Once the line containing "if !self.all_usernames.iter().any(|u| u" is located, output it and every line after it through the end of the records, exactly as written and nothing else.

(Stored items)

┄┄┄┄┄┄┄┄┄┄┄┄┄┄┄┄┄┄┄┄

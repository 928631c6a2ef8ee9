//! In-memory `CommandContext` double for command tests.

use std::collections::HashSet;
use std::sync::{Arc, Mutex};

use async_trait::async_trait;

use crate::commands::context::CommandContext;
use crate::error::JobError;
use crate::worker::{CallbackFn, JobHandler, Kwargs};

/// A delivered message: recipient, text and optional sender tag.
#[derive(Debug, Clone, PartialEq, Eq)]
pub struct Delivery {
    pub recipient: String,
    pub message: String,
    pub sender: Option<String>,
}

/// Records every message instead of writing to sockets. Background jobs run
/// inline, so their callbacks complete before `run_in_background` returns.
pub struct MockContext {
    message: String,
    current_username: String,
    all_usernames: Vec<String>,
    unreachable: HashSet<String>,
    deliveries: Mutex<Vec<Delivery>>,
    jobs_run: Mutex<Vec<(String, Kwargs)>>,
}

impl MockContext {
    pub fn new(message: &str, current_username: &str, all_usernames: &[&str]) -> Arc<Self> {
        Self::build(message, current_username, all_usernames, &[])
    }

    /// Like `new`, but sends to any user in `unreachable` fail.
    pub fn with_unreachable(
        message: &str,
        current_username: &str,
        all_usernames: &[&str],
        unreachable: &[&str],
    ) -> Arc<Self> {
        Self::build(message, current_username, all_usernames, unreachable)
    }

    fn build(
        message: &str,
        current_username: &str,
        all_usernames: &[&str],
        unreachable: &[&str],
    ) -> Arc<Self> {
        Arc::new(Self {
            message: message.to_string(),
            current_username: current_username.to_string(),
            all_usernames: all_usernames.iter().map(|u| u.to_string()).collect(),
            unreachable: unreachable.iter().map(|u| u.to_string()).collect(),
            deliveries: Mutex::new(Vec::new()),
            jobs_run: Mutex::new(Vec::new()),
        })
    }

    /// Messages received by `username`, in order.
    pub fn sent_to(&self, username: &str) -> Vec<String> {
        self.deliveries
            .lock()
            .unwrap()
            .iter()
            .filter(|d| d.recipient == username)
            .map(|d| d.message.clone())
            .collect()
    }

    pub fn deliveries(&self) -> Vec<Delivery> {
        self.deliveries.lock().unwrap().clone()
    }

    /// Names and kwargs of jobs submitted so far.
    pub fn jobs_run(&self) -> Vec<(String, Kwargs)> {
        self.jobs_run.lock().unwrap().clone()
    }

    fn record(&self, recipient: &str, message: &str, sender: Option<&str>) {
        self.deliveries.lock().unwrap().push(Delivery {
            recipient: recipient.to_string(),
            message: message.to_string(),
            sender: sender.map(str::to_string),
        });
    }
}

#[async_trait]
impl CommandContext for MockContext {
    fn message(&self) -> &str {
        &self.message
    }

    fn current_username(&self) -> &str {
        &self.current_username
    }

    async fn all_usernames(&self) -> Vec<String> {
        self.all_usernames.clone()
    }

    async fn send_message(&self, message: &str) -> bool {
        self.record(&self.current_username, message, None);
        true
    }

    async fn send_message_to_other_user(
        &self,
        recipient: &str,
        message: &str,
        sender: Option<&str>,
    ) -> bool {
        if !self.all_usernames.iter().any(|u| u == recipient) || self.unreachable.contains(recipient)
        {
            return false;
        }
        self.record(recipient, message, sender);
        true
    }

    async fn is_user_online(&self, username: &str) -> bool {
        self.all_usernames.iter().any(|u| u == username)
    }

    async fn run_in_background(
        &self,
        job: Arc<dyn JobHandler>,
        job_kwargs: Kwargs,
        callback: CallbackFn,
        callback_kwargs: Kwargs,
    ) -> Result<(), JobError> {
        self.jobs_run
            .lock()
            .unwrap()
            .push((job.name().to_string(), job_kwargs.clone()));
        // A failed job never reaches its callback, as with the real pool.
        if let Ok(value) = job.run(&job_kwargs).await {
            let _ = callback(value, callback_kwargs).await;
        }
        Ok(())
    }
}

┄┄┄┄┄┄┄┄┄┄┄┄┄┄┄┄┄┄┄┄

Task answer:
        if !self.all_usernames.iter().any(|u| u == recipient) || self.unreachable.contains(recipient)
        {
            return false;
        }
        self.record(recipient, message, sender);
        true
    }

    async fn is_user_online(&self, username: &str) -> bool {
        self.all_usernames.iter().any(|u| u == username)
    }

    async fn run_in_background(
        &self,
        job: Arc<dyn JobHandler>,
        job_kwargs: Kwargs,
        callback: CallbackFn,
        callback_kwargs: Kwargs,
    ) -> Result<(), JobError> {
        self.jobs_run
            .lock()
            .unwrap()
            .push((job.name().to_string(), job_kwargs.clone()));
        // A failed job never reaches its callback, as with the real pool.
        if let Ok(value) = job.run(&job_kwargs).await {
            let _ = callback(value, callback_kwargs).await;
        }
        Ok(())
    }
}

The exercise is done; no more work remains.